Description of the task:
Go line by line through the entries and show those that hold the string "into".

Records shown:
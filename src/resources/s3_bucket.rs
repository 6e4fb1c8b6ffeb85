use serde::Serialize;

use crate::cfn::{arn_s3_bucket, cfn_resource, LogicalId, RemovalPolicy, Template};
use crate::error::{Error, Result};

#[derive(Debug, Clone, Serialize)]
#[serde(rename_all = "PascalCase")]
pub struct WebsiteConfiguration {
    pub index_document: String,
    pub error_document: String,
}

impl Default for WebsiteConfiguration {
    fn default() -> Self {
        Self {
            index_document: "index.html".into(),
            error_document: "error.html".into(),
        }
    }
}

#[derive(Debug, Clone, Serialize)]
#[serde(rename_all = "PascalCase")]
pub struct CorsRule {
    pub allowed_headers: Vec<String>,
    pub allowed_methods: Vec<String>,
    pub allowed_origins: Vec<String>,
}

#[derive(Debug, Clone, Serialize)]
#[serde(rename_all = "PascalCase")]
pub struct CorsConfiguration {
    pub cors_rules: Vec<CorsRule>,
}

impl CorsConfiguration {
    /// any origin, any header, GET/PUT/DELETE/POST.
    pub fn permissive() -> Self {
        Self {
            cors_rules: vec![CorsRule {
                allowed_headers: vec!["*".into()],
                allowed_methods: ["GET", "PUT", "DELETE", "POST"].iter().map(|m| m.to_string()).collect(),
                allowed_origins: vec!["*".into()],
            }],
        }
    }
}

#[derive(Debug, Clone, Default, Serialize)]
#[serde(rename_all = "PascalCase")]
pub struct S3Bucket {
    pub bucket_name: String,
    #[serde(skip_serializing_if = "Option::is_none")]
    pub cors_configuration: Option<CorsConfiguration>,
    #[serde(skip_serializing_if = "Option::is_none")]
    pub website_configuration: Option<WebsiteConfiguration>,
}
cfn_resource!(S3Bucket, "AWS::S3::Bucket");

/// A bucket the rest of the stack can point at. Imported buckets exist
/// outside of this stack, so nothing about them is declared.
#[derive(Debug, Clone, PartialEq, Eq)]
pub enum BucketRef {
    Imported { bucket_name: String },
    Declared { logical_id: LogicalId, bucket_name: String },
}

impl BucketRef {
    pub fn bucket_name(&self) -> &str {
        match self {
            BucketRef::Imported { bucket_name } | BucketRef::Declared { bucket_name, .. } => bucket_name,
        }
    }

    /// bucket names are physical names, so the ARN is known without a `Ref`.
    pub fn arn(&self) -> String {
        arn_s3_bucket(self.bucket_name())
    }

    pub fn logical_id(&self) -> Option<&LogicalId> {
        match self {
            BucketRef::Imported { .. } => None,
            BucketRef::Declared { logical_id, .. } => Some(logical_id),
        }
    }

    pub fn is_imported(&self) -> bool {
        matches!(self, BucketRef::Imported { .. })
    }
}

pub fn verify_bucket_name(bucket_name: &str) -> Result<()> {
    let invalid = |reason| Err(Error::InvalidBucketName { name: bucket_name.to_string(), reason });
    if bucket_name.len() > 63 || bucket_name.len() < 3 {
        return invalid("Must be between 3 and 63 characters");
    }
    let valid_char_check = |c: char| -> bool {
        c.is_ascii_lowercase() || c.is_ascii_digit() || c == '.' || c == '-'
    };
    if !bucket_name.chars().all(valid_char_check) {
        return invalid("May only contain lowercase letters, numbers, dots, and dashes");
    }
    let first_ok = bucket_name.chars().next().map_or(false, |c| c.is_ascii_alphanumeric());
    let last_ok = bucket_name.chars().last().map_or(false, |c| c.is_ascii_alphanumeric());
    if !first_ok || !last_ok {
        return invalid("First and last character must be either lowercase letter, or number");
    }
    if bucket_name.contains("..") {
        return invalid("May not contain two consecutive dots");
    }
    Ok(())
}

/// references a bucket that already exists. No properties are applied to it.
pub fn import_bucket(bucket_name: &str) -> BucketRef {
    tracing::info!(bucket = bucket_name, arn = %arn_s3_bucket(bucket_name), "importing existing bucket");
    BucketRef::Imported { bucket_name: bucket_name.to_string() }
}

/// a bucket set up for static website hosting with permissive CORS.
/// Retained on removal unless told otherwise.
pub fn web_bucket(template: &mut Template, bucket_name: &str, removal_policy: Option<RemovalPolicy>) -> Result<BucketRef> {
    let bucket = S3Bucket {
        bucket_name: bucket_name.to_string(),
        cors_configuration: Some(CorsConfiguration::permissive()),
        website_configuration: Some(WebsiteConfiguration::default()),
    };
    declare(template, bucket, removal_policy.unwrap_or(RemovalPolicy::Retain))
}

pub fn plain_bucket(template: &mut Template, bucket_name: &str, removal_policy: RemovalPolicy) -> Result<BucketRef> {
    let bucket = S3Bucket {
        bucket_name: bucket_name.to_string(),
        ..Default::default()
    };
    declare(template, bucket, removal_policy)
}

fn declare(template: &mut Template, bucket: S3Bucket, removal_policy: RemovalPolicy) -> Result<BucketRef> {
    verify_bucket_name(&bucket.bucket_name)?;
    let logical_id = LogicalId::new(&bucket.bucket_name)?;
    template.add_resource(&logical_id, &bucket)?
        .apply_removal_policy(removal_policy);
    Ok(BucketRef::Declared { logical_id, bucket_name: bucket.bucket_name })
}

Completed exercise:
            index_document: "index.html".into(),
            error_document: "error.html".into(),
                allowed_headers: vec!["*".into()],
                allowed_origins: vec!["*".into()],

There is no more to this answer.